Psilonychus pilosicollis

Scientific classification
- Kingdom: Animalia
- Phylum: Arthropoda
- Clade: Pancrustacea
- Class: Insecta
- Order: Coleoptera
- Suborder: Polyphaga
- Infraorder: Scarabaeiformia
- Family: Scarabaeidae
- Genus: Psilonychus
- Species: P. pilosicollis
- Binomial name: Psilonychus pilosicollis (Boheman, 1857)
- Synonyms: Coniopholis pilosicollis Boheman, 1857;

= Psilonychus pilosicollis =

- Genus: Psilonychus
- Species: pilosicollis
- Authority: (Boheman, 1857)
- Synonyms: Coniopholis pilosicollis Boheman, 1857

Species of beetle

Psilonychus pilosicollis is a species of beetle of the family Scarabaeidae.

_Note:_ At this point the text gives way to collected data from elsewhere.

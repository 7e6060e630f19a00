use std::sync::Arc;

use async_trait::async_trait;
use chrono::Utc;
use log::{debug, warn};

use crate::adjustments::{AdjustmentCategory, AdjustmentSnapshot};
use crate::errors::{Result, ValidationError};
use crate::periods::Period;

use super::{
    AppliedAdjustments, LoadedVehicleSnapshot, SnapshotRepositoryTrait, VehiclePeriodSnapshot,
};

#[async_trait]
pub trait SnapshotServiceTrait: Send + Sync {
    /// Explicit-save path for the vehicle-local working-day multiplier.
    /// Overwrites the vehicle's row for the period; rejects multipliers
    /// below 1.
    async fn set_working_day_multiplier(
        &self,
        vehicle_id: &str,
        period: &Period,
        days: u32,
    ) -> Result<()>;

    /// Writes one canonical category snapshot for the period, stamped with
    /// the current time. No rollback and no retry; a caller that wants the
    /// write retried issues it again.
    async fn apply_global_adjustments(
        &self,
        period: &Period,
        categories: Vec<AdjustmentCategory>,
    ) -> Result<AppliedAdjustments>;

    /// The vehicle's multiplier (default 1 without a row) plus the latest
    /// applied category set for the period (empty without one).
    fn load_snapshot(&self, vehicle_id: &str, period: &Period) -> Result<LoadedVehicleSnapshot>;

    /// The latest applied category set for the period, vehicle-independent.
    fn latest_categories(&self, period: &Period) -> Result<Vec<AdjustmentCategory>>;
}

pub struct SnapshotService {
    repository: Arc<dyn SnapshotRepositoryTrait>,
}

impl SnapshotService {
    pub fn new(repository: Arc<dyn SnapshotRepositoryTrait>) -> Self {
        SnapshotService { repository }
    }
}

#[async_trait]
impl SnapshotServiceTrait for SnapshotService {
    async fn set_working_day_multiplier(
        &self,
        vehicle_id: &str,
        period: &Period,
        days: u32,
    ) -> Result<()> {
        if days < 1 {
            return Err(ValidationError::WorkingDaysOutOfRange(days).into());
        }
        let snapshot = VehiclePeriodSnapshot {
            vehicle_id: vehicle_id.to_string(),
            period_start: period.start(),
            period_end: period.end(),
            working_day_multiplier: days,
        };
        self.repository.upsert_vehicle_snapshot(&snapshot).await?;
        debug!(
            "Saved working-day multiplier {} for vehicle '{}' period {}",
            days, vehicle_id, period
        );
        Ok(())
    }

    async fn apply_global_adjustments(
        &self,
        period: &Period,
        categories: Vec<AdjustmentCategory>,
    ) -> Result<AppliedAdjustments> {
        let snapshot = AdjustmentSnapshot {
            period_start: period.start(),
            period_end: period.end(),
            categories,
            saved_at: Utc::now(),
        };
        self.repository.save_adjustment_snapshot(&snapshot).await?;

        // The snapshot now governs every vehicle in the period. Coverage
        // enumeration is reporting only; its failure degrades the result
        // instead of undoing the applied snapshot.
        match self.repository.list_vehicle_ids_in_period(period) {
            Ok(vehicle_ids) => Ok(AppliedAdjustments {
                applied_count: vehicle_ids.len(),
                failed_vehicle_ids: Vec::new(),
            }),
            Err(e) => {
                warn!(
                    "Adjustment snapshot for {} applied, but vehicle enumeration failed: {}",
                    period, e
                );
                Ok(AppliedAdjustments {
                    applied_count: 0,
                    failed_vehicle_ids: Vec::new(),
                })
            }
        }
    }

    fn load_snapshot(&self, vehicle_id: &str, period: &Period) -> Result<LoadedVehicleSnapshot> {
        let multiplier = self
            .repository
            .get_vehicle_snapshot(vehicle_id, period)?
            .map(|row| row.working_day_multiplier)
            .unwrap_or(crate::constants::DEFAULT_WORKING_DAY_MULTIPLIER);

        let categories = self.latest_categories(period)?;

        Ok(LoadedVehicleSnapshot {
            working_day_multiplier: multiplier,
            categories,
        })
    }

    fn latest_categories(&self, period: &Period) -> Result<Vec<AdjustmentCategory>> {
        Ok(self
            .repository
            .get_latest_adjustment_snapshot(period)?
            .map(|snapshot| snapshot.categories)
            .unwrap_or_default())
    }
}
use chrono::{DateTime, NaiveDate, Utc};
use rust_decimal::Decimal;
use serde::{Deserialize, Serialize};
use uuid::Uuid;

/// Whether an adjustment line adds to or subtracts from profit.
#[derive(Debug, Clone, Copy, PartialEq, Eq, Serialize, Deserialize)]
#[serde(rename_all = "lowercase")]
pub enum AdjustmentKind {
    Income,
    Expense,
}

/// A named, toggleable income or expense line applied uniformly across all
/// vehicles in a period. Mutated by an admin operator through the edit
/// queue; inactive categories stay configured but contribute nothing.
#[derive(Debug, Clone, PartialEq, Serialize, Deserialize)]
#[serde(rename_all = "camelCase")]
pub struct AdjustmentCategory {
    pub id: String,
    pub name: String,
    pub kind: AdjustmentKind,
    pub amount: Decimal,
    pub active: bool,
}

impl AdjustmentCategory {
    pub fn new(name: impl Into<String>, kind: AdjustmentKind, amount: Decimal) -> Self {
        AdjustmentCategory {
            id: Uuid::new_v4().to_string(),
            name: name.into(),
            kind,
            amount,
            active: true,
        }
    }
}

/// Operator-entered scalar adjustment for one vehicle, independent of
/// period boundaries.
#[derive(Debug, Clone, PartialEq, Serialize, Deserialize)]
#[serde(rename_all = "camelCase")]
pub struct ManualAdjustment {
    pub vehicle_id: String,
    pub income: Decimal,
    pub expense: Decimal,
}

impl ManualAdjustment {
    pub fn zero(vehicle_id: impl Into<String>) -> Self {
        ManualAdjustment {
            vehicle_id: vehicle_id.into(),
            income: Decimal::ZERO,
            expense: Decimal::ZERO,
        }
    }
}

/// The canonical, timestamped category set in effect for a period. One
/// snapshot version is written per apply; loads resolve the version with
/// the greatest `saved_at` overlapping the requested period, so the later
/// of two racing writes wins regardless of commit order.
#[derive(Debug, Clone, PartialEq, Serialize, Deserialize)]
#[serde(rename_all = "camelCase")]
pub struct AdjustmentSnapshot {
    pub period_start: NaiveDate,
    pub period_end: NaiveDate,
    pub categories: Vec<AdjustmentCategory>,
    pub saved_at: DateTime<Utc>,
}

impl AdjustmentSnapshot {
    /// Sum of active income category amounts.
    pub fn income_sum(&self) -> Decimal {
        sum_active(&self.categories, AdjustmentKind::Income)
    }

    /// Sum of active expense category amounts.
    pub fn expense_sum(&self) -> Decimal {
        sum_active(&self.categories, AdjustmentKind::Expense)
    }
}

pub(crate) fn sum_active(categories: &[AdjustmentCategory], kind: AdjustmentKind) -> Decimal {
    categories
        .iter()
        .filter(|c| c.active && c.kind == kind)
        .map(|c| c.amount)
        .sum()
}
use async_trait::async_trait;
use diesel::prelude::*;

use crate::db::{execute_write, get_connection, DbPool};
use crate::errors::IntoCore;
use crate::schema::manual_adjustments;
use fleetbooks_core::adjustments::{ManualAdjustment, ManualAdjustmentRepositoryTrait};
use fleetbooks_core::errors::Result;

use super::model::ManualAdjustmentDB;

pub struct ManualAdjustmentRepository {
    pool: DbPool,
}

impl ManualAdjustmentRepository {
    pub fn new(pool: DbPool) -> Self {
        Self { pool }
    }
}

#[async_trait]
impl ManualAdjustmentRepositoryTrait for ManualAdjustmentRepository {
    fn get_for_vehicle(&self, for_vehicle: &str) -> Result<Option<ManualAdjustment>> {
        use crate::schema::manual_adjustments::dsl::*;
        let mut conn = get_connection(&self.pool)?;

        let row = manual_adjustments
            .filter(vehicle_id.eq(for_vehicle))
            .first::<ManualAdjustmentDB>(&mut conn)
            .optional()
            .into_core()?;

        Ok(row.map(ManualAdjustment::from))
    }

    async fn upsert(&self, adjustment: &ManualAdjustment) -> Result<()> {
        let row = ManualAdjustmentDB::from(adjustment.clone());
        execute_write(self.pool.clone(), move |conn| {
            diesel::replace_into(manual_adjustments::table)
                .values(&row)
                .execute(conn)
                .into_core()?;
            Ok(())
        })
        .await
    }
}
use rust_decimal::Decimal;
use serde::{Deserialize, Serialize};
use thiserror::Error;

/// A single pricing tier: a trip-count range mapped to a fixed rate.
/// `max_trips = None` marks the unbounded top tier of an ascending table;
/// descending tables only use `min_trips` as a threshold.
#[derive(Debug, Clone, PartialEq, Eq, Serialize, Deserialize)]
#[serde(rename_all = "camelCase")]
pub struct Slab {
    pub min_trips: u32,
    pub max_trips: Option<u32>,
    pub rate: Decimal,
}

/// Resolution convention of a slab table, fixed at configuration time.
#[derive(Debug, Clone, Copy, PartialEq, Eq, Serialize, Deserialize)]
#[serde(rename_all = "lowercase")]
pub enum SlabConvention {
    /// Half-open contiguous tiers; the unique tier with
    /// `min_trips <= n < max_trips` wins.
    Ascending,
    /// Threshold list scanned highest-first; the first tier with
    /// `n >= min_trips` wins.
    Descending,
}

impl std::fmt::Display for SlabConvention {
    fn fmt(&self, f: &mut std::fmt::Formatter<'_>) -> std::fmt::Result {
        match self {
            SlabConvention::Ascending => write!(f, "ascending"),
            SlabConvention::Descending => write!(f, "descending"),
        }
    }
}

/// Fatal configuration errors detected when a slab table is loaded.
/// A malformed table blocks report generation entirely; the engine never
/// silently defaults a rate.
#[derive(Error, Debug, Clone, PartialEq, Eq)]
pub enum SlabConfigError {
    #[error("slab table '{table}' is empty")]
    Empty { table: String },

    #[error("slab table '{table}' does not cover trip counts below {lowest_min}")]
    UncoveredFloor { table: String, lowest_min: u32 },

    #[error("slab table '{table}' has overlapping tiers at trip count {at}")]
    Overlap { table: String, at: u32 },

    #[error("slab table '{table}' has a gap between {gap_start} and {gap_end}")]
    Gap {
        table: String,
        gap_start: u32,
        gap_end: u32,
    },

    #[error("slab table '{table}' has no unbounded top tier")]
    MissingUnboundedTop { table: String },

    #[error("slab table '{table}' has more than one unbounded tier")]
    MultipleUnboundedTiers { table: String },

    #[error("slab table '{table}' declares duplicate threshold {threshold}")]
    DuplicateThreshold { table: String, threshold: u32 },

    #[error("slab table '{table}' tier has max_trips {max} not above min_trips {min}")]
    EmptyTier { table: String, min: u32, max: u32 },
}

/// A validated, ordered tier lookup table.
///
/// Invariants established by [`SlabTable::new`] and relied on by the
/// resolvers:
/// - ascending tables are sorted by `min_trips`, start at 0, are contiguous
///   and non-overlapping, and end in exactly one unbounded tier;
/// - descending tables are sorted by threshold descending, carry no duplicate
///   thresholds, and include a 0 threshold catch-all.
#[derive(Debug, Clone, PartialEq, Serialize, Deserialize)]
#[serde(rename_all = "camelCase")]
pub struct SlabTable {
    name: String,
    convention: SlabConvention,
    slabs: Vec<Slab>,
}

impl SlabTable {
    /// Validates and builds a table. Every rule violation names the table
    /// and the offending bound so operators can fix the configuration.
    pub fn new(
        name: impl Into<String>,
        convention: SlabConvention,
        mut slabs: Vec<Slab>,
    ) -> Result<Self, SlabConfigError> {
        let name = name.into();
        if slabs.is_empty() {
            return Err(SlabConfigError::Empty { table: name });
        }

        match convention {
            SlabConvention::Ascending => {
                slabs.sort_by_key(|s| s.min_trips);
                Self::validate_ascending(&name, &slabs)?;
            }
            SlabConvention::Descending => {
                slabs.sort_by(|a, b| b.min_trips.cmp(&a.min_trips));
                Self::validate_descending(&name, &slabs)?;
            }
        }

        Ok(SlabTable {
            name,
            convention,
            slabs,
        })
    }

    fn validate_ascending(name: &str, sorted: &[Slab]) -> Result<(), SlabConfigError> {
        let first = &sorted[0];
        if first.min_trips > 0 {
            return Err(SlabConfigError::UncoveredFloor {
                table: name.to_string(),
                lowest_min: first.min_trips,
            });
        }

        let mut unbounded = 0usize;
        for slab in sorted {
            match slab.max_trips {
                None => unbounded += 1,
                Some(max) if max <= slab.min_trips => {
                    return Err(SlabConfigError::EmptyTier {
                        table: name.to_string(),
                        min: slab.min_trips,
                        max,
                    });
                }
                Some(_) => {}
            }
        }
        if unbounded == 0 {
            return Err(SlabConfigError::MissingUnboundedTop {
                table: name.to_string(),
            });
        }
        if unbounded > 1 {
            return Err(SlabConfigError::MultipleUnboundedTiers {
                table: name.to_string(),
            });
        }

        for pair in sorted.windows(2) {
            let (low, high) = (&pair[0], &pair[1]);
            match low.max_trips {
                // The unbounded tier swallows everything above it; anything
                // sorted after it necessarily overlaps.
                None => {
                    return Err(SlabConfigError::Overlap {
                        table: name.to_string(),
                        at: high.min_trips,
                    });
                }
                Some(max) if max > high.min_trips => {
                    return Err(SlabConfigError::Overlap {
                        table: name.to_string(),
                        at: high.min_trips,
                    });
                }
                Some(max) if max < high.min_trips => {
                    return Err(SlabConfigError::Gap {
                        table: name.to_string(),
                        gap_start: max,
                        gap_end: high.min_trips,
                    });
                }
                Some(_) => {}
            }
        }
        Ok(())
    }

    fn validate_descending(name: &str, sorted_desc: &[Slab]) -> Result<(), SlabConfigError> {
        for pair in sorted_desc.windows(2) {
            if pair[0].min_trips == pair[1].min_trips {
                return Err(SlabConfigError::DuplicateThreshold {
                    table: name.to_string(),
                    threshold: pair[0].min_trips,
                });
            }
        }
        // The lowest threshold is the catch-all; if it sits above zero the
        // table leaves low trip counts unresolved.
        let lowest = sorted_desc.last().map(|s| s.min_trips).unwrap_or(0);
        if lowest > 0 {
            return Err(SlabConfigError::UncoveredFloor {
                table: name.to_string(),
                lowest_min: lowest,
            });
        }
        Ok(())
    }

    pub fn name(&self) -> &str {
        &self.name
    }

    pub fn convention(&self) -> SlabConvention {
        self.convention
    }

    /// Tiers in resolution order: ascending tables by `min_trips` ascending,
    /// descending tables by threshold descending.
    pub fn slabs(&self) -> &[Slab] {
        &self.slabs
    }
}
//! Core error types for the fleetbooks engine.
//!
//! This module defines database-agnostic error types. Storage-specific errors
//! (from Diesel, SQLite, etc.) are converted to these types by the storage layer.

use chrono::ParseError as ChronoParseError;
use thiserror::Error;

use crate::slabs::SlabConfigError;

/// Type alias for Result using our Error type.
pub type Result<T> = std::result::Result<T, Error>;

/// Root error type for the engine.
///
/// Database-specific errors are wrapped in string form to keep this type
/// database-agnostic.
#[derive(Error, Debug)]
pub enum Error {
    #[error("Database operation failed: {0}")]
    Database(#[from] DatabaseError),

    #[error("Slab configuration rejected: {0}")]
    SlabConfig(#[from] SlabConfigError),

    #[error("Input validation failed: {0}")]
    Validation(#[from] ValidationError),

    #[error("Repository error: {0}")]
    Repository(String),

    #[error("Ledger calculation failed: {0}")]
    Calculation(String),

    #[error("Transaction summary fetch failed: {0}")]
    SummaryFetch(String),

    #[error("Unexpected error: {0}")]
    Unexpected(String),
}

/// Database-agnostic error type for storage operations.
///
/// This enum uses `String` for all error details, allowing the storage layer
/// to convert storage-specific errors (Diesel, SQLite, etc.) into this format.
#[derive(Error, Debug)]
pub enum DatabaseError {
    /// Failed to establish a database connection.
    #[error("Failed to connect to database: {0}")]
    ConnectionFailed(String),

    /// Failed to create or configure the connection pool.
    #[error("Failed to create database pool: {0}")]
    PoolCreationFailed(String),

    /// A database query failed to execute.
    #[error("Database query failed: {0}")]
    QueryFailed(String),

    /// The requested record was not found.
    #[error("Record not found: {0}")]
    NotFound(String),

    /// A unique constraint was violated (e.g., duplicate key).
    #[error("Unique constraint violation: {0}")]
    UniqueViolation(String),

    /// A foreign key constraint was violated.
    #[error("Foreign key violation: {0}")]
    ForeignKeyViolation(String),

    /// A database transaction failed.
    #[error("Transaction failed: {0}")]
    TransactionFailed(String),

    /// Database migration failed.
    #[error("Database migration failed: {0}")]
    MigrationFailed(String),

    /// Internal/unexpected database error.
    #[error("Internal database error: {0}")]
    Internal(String),
}

/// Validation errors for user input and request parameters.
#[derive(Error, Debug)]
pub enum ValidationError {
    #[error("Invalid input: {0}")]
    InvalidInput(String),

    #[error("Required field '{0}' is missing")]
    MissingField(String),

    #[error("Invalid period bounds: start {start} is after end {end}")]
    InvalidPeriod {
        start: chrono::NaiveDate,
        end: chrono::NaiveDate,
    },

    #[error("Working-day multiplier must be at least 1, got {0}")]
    WorkingDaysOutOfRange(u32),

    #[error("Failed to parse decimal number: {0}")]
    DecimalParse(#[from] rust_decimal::Error),

    #[error("Failed to parse date/time: {0}")]
    DateTimeParse(#[from] ChronoParseError),
}

// === From implementations for common error types ===

impl From<rust_decimal::Error> for Error {
    fn from(err: rust_decimal::Error) -> Self {
        Error::Validation(ValidationError::DecimalParse(err))
    }
}

impl From<ChronoParseError> for Error {
    fn from(err: ChronoParseError) -> Self {
        Error::Validation(ValidationError::DateTimeParse(err))
    }
}

impl From<serde_json::Error> for Error {
    fn from(err: serde_json::Error) -> Self {
        Error::Validation(ValidationError::InvalidInput(err.to_string()))
    }
}

impl From<Error> for String {
    fn from(err: Error) -> Self {
        err.to_string()
    }
}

It is found in South Africa.

== Description ==
Adults reach a length of about 10 mm. They are similar to Psilonychus groendahli, but are about one-third larger. Furthermore, the pubescence of the pronotum is longer, more lanuginose, without any traces of scales, and the punctuation is very much narrower. The costules of the elytra are much less in relief, and the scales are slightly finer.